Given records ::

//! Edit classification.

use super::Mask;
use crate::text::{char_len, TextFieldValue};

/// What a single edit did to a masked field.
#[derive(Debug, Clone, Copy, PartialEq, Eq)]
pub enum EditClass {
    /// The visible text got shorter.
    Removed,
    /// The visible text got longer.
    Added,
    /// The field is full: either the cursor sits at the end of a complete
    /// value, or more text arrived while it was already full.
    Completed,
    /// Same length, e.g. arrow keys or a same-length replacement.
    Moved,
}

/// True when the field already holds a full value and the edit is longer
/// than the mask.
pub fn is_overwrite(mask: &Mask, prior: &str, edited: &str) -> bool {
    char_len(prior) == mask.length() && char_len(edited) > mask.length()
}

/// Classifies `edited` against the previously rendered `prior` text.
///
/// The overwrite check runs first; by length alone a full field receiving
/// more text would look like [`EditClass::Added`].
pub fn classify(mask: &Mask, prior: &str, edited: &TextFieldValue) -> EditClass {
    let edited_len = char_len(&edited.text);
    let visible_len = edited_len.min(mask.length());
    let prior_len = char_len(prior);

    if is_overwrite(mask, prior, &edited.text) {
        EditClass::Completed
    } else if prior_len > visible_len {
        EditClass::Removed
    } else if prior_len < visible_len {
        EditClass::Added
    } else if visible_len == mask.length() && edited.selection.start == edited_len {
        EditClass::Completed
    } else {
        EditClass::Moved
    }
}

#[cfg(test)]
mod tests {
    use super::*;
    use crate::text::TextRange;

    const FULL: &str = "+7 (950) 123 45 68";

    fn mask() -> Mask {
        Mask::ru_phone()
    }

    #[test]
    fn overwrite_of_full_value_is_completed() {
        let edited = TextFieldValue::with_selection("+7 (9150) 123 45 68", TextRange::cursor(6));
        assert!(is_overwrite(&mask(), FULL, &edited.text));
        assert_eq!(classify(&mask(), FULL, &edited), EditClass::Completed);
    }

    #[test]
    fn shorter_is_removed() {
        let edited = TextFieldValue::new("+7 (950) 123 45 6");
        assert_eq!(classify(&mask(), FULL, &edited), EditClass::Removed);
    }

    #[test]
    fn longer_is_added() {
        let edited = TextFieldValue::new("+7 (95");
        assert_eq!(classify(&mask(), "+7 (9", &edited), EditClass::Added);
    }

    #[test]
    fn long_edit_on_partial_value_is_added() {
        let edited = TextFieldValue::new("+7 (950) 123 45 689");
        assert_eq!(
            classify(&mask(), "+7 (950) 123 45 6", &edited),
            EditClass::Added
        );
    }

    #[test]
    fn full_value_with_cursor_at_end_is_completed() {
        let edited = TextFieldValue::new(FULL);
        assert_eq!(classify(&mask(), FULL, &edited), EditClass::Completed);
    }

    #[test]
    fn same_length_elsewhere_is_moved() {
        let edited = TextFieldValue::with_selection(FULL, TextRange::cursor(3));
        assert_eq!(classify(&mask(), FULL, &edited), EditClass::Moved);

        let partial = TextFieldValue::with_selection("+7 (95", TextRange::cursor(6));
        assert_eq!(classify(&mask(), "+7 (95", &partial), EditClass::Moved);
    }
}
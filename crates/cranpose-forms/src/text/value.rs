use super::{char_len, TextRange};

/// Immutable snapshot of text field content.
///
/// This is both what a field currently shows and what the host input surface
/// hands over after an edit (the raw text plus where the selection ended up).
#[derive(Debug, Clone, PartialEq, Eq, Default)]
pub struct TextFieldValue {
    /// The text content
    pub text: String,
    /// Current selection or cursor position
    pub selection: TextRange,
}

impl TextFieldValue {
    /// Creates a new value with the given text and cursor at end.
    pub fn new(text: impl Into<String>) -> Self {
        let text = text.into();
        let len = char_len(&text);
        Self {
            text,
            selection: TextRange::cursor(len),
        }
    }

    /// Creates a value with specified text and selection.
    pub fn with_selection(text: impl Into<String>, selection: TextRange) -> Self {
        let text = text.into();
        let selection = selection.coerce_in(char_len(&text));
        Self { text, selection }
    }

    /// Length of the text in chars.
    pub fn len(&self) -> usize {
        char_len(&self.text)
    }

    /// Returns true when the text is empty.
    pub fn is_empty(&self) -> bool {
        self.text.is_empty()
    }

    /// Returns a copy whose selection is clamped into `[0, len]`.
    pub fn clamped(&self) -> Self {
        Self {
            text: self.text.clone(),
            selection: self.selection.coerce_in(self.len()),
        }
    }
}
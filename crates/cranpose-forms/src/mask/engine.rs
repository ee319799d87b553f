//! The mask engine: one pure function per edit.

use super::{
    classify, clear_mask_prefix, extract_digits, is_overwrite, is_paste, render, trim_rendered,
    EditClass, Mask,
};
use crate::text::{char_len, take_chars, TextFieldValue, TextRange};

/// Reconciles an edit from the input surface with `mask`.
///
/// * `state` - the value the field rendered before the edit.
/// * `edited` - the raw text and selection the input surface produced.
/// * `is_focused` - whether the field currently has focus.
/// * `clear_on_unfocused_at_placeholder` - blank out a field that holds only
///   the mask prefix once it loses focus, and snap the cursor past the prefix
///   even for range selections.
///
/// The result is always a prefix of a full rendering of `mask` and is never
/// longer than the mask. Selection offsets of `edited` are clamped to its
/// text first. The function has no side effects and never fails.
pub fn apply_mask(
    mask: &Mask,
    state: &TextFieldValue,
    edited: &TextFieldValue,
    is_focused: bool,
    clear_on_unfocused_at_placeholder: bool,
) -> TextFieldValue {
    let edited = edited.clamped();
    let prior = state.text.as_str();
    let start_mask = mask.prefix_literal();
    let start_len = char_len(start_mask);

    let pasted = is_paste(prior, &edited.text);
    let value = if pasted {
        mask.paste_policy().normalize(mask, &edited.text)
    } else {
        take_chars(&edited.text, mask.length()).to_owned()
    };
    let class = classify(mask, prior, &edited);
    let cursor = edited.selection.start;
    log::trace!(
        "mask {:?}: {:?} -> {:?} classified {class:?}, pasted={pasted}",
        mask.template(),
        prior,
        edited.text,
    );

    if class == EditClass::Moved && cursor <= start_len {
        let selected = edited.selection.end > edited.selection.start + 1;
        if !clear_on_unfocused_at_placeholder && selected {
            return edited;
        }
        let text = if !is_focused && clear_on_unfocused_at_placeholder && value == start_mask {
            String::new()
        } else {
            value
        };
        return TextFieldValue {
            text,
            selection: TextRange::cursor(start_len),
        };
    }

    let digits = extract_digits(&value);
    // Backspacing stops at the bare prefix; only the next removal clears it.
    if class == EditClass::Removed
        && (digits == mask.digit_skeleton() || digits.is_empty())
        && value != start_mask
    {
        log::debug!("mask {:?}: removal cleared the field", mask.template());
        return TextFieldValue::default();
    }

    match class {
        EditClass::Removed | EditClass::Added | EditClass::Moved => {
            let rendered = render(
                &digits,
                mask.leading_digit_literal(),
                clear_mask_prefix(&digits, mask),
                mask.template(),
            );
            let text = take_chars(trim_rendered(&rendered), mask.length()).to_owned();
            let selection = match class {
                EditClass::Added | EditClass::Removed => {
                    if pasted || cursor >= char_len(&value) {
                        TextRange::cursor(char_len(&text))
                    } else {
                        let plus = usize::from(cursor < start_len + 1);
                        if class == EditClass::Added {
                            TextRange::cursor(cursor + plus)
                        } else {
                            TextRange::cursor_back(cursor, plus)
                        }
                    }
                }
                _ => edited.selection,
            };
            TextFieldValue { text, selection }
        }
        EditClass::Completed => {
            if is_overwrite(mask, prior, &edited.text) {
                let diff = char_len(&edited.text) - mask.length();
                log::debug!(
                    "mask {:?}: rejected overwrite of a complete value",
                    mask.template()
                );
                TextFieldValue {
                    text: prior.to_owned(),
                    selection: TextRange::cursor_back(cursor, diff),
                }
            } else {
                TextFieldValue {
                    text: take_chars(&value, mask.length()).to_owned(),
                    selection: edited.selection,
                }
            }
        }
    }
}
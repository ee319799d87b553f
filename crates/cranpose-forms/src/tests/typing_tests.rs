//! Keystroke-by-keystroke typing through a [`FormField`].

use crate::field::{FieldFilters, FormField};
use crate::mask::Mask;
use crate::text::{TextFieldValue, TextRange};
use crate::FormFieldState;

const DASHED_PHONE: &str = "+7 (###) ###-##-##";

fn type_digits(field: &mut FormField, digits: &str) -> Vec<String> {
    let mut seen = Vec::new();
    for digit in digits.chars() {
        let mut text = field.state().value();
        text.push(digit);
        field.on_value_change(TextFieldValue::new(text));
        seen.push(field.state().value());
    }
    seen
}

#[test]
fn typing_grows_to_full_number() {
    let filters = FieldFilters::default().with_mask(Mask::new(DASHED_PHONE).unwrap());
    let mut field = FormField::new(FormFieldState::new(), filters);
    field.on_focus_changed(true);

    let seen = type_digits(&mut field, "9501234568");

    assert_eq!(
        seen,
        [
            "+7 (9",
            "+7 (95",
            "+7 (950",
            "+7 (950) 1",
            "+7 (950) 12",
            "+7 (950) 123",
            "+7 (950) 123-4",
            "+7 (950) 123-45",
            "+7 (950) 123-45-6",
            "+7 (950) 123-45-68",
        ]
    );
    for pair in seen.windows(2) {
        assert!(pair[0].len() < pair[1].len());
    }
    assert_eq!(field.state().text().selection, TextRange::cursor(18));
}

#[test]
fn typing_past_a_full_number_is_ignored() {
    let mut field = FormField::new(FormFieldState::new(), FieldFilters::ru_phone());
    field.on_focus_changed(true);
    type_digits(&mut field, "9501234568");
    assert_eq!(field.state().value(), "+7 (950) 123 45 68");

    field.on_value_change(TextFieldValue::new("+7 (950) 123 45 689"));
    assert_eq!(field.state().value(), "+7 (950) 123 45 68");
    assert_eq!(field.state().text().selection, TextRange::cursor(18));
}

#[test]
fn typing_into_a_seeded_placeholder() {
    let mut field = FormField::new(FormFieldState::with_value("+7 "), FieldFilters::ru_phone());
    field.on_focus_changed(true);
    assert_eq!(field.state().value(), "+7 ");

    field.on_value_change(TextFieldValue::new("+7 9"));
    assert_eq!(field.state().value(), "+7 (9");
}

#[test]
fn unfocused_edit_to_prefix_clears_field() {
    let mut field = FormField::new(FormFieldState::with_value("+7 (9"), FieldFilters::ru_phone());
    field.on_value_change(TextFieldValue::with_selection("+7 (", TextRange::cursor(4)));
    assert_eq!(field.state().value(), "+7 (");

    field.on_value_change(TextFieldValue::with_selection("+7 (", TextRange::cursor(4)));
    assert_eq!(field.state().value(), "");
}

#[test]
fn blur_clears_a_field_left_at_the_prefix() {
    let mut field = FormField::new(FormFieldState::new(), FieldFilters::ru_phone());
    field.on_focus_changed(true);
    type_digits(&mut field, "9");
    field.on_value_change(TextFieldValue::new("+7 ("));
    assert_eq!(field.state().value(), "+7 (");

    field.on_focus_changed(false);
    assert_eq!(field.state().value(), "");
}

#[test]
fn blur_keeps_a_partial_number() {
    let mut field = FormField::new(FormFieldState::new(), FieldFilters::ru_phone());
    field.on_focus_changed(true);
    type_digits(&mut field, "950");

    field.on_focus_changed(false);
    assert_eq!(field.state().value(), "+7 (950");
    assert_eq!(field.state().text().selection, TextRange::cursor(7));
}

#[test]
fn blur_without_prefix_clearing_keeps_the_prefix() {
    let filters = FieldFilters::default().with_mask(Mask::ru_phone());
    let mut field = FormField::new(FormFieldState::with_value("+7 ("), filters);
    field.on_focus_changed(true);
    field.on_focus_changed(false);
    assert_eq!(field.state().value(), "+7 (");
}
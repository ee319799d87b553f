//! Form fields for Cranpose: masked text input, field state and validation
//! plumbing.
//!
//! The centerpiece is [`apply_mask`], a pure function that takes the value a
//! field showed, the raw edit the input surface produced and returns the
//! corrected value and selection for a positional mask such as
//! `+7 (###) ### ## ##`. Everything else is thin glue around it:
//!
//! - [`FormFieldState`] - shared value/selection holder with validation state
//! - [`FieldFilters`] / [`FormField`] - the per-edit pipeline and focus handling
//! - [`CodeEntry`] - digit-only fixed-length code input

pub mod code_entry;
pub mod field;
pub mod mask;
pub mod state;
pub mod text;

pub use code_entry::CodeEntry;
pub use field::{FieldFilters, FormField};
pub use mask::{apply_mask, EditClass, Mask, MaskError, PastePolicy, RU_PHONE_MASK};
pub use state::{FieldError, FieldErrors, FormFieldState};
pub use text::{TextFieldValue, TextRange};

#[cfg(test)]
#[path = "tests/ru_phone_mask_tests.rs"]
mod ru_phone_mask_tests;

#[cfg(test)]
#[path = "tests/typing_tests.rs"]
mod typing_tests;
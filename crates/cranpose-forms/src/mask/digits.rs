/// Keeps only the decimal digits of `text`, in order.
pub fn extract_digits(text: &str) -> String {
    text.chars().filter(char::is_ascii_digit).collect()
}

How to complete this task :: What lines above mention "seen"? Copy each one.

Answer to this problem ::
    let mut seen = Vec::new();
        seen.push(field.state().value());
    seen
    let seen = type_digits(&mut field, "9501234568");
        seen,
    for pair in seen.windows(2) {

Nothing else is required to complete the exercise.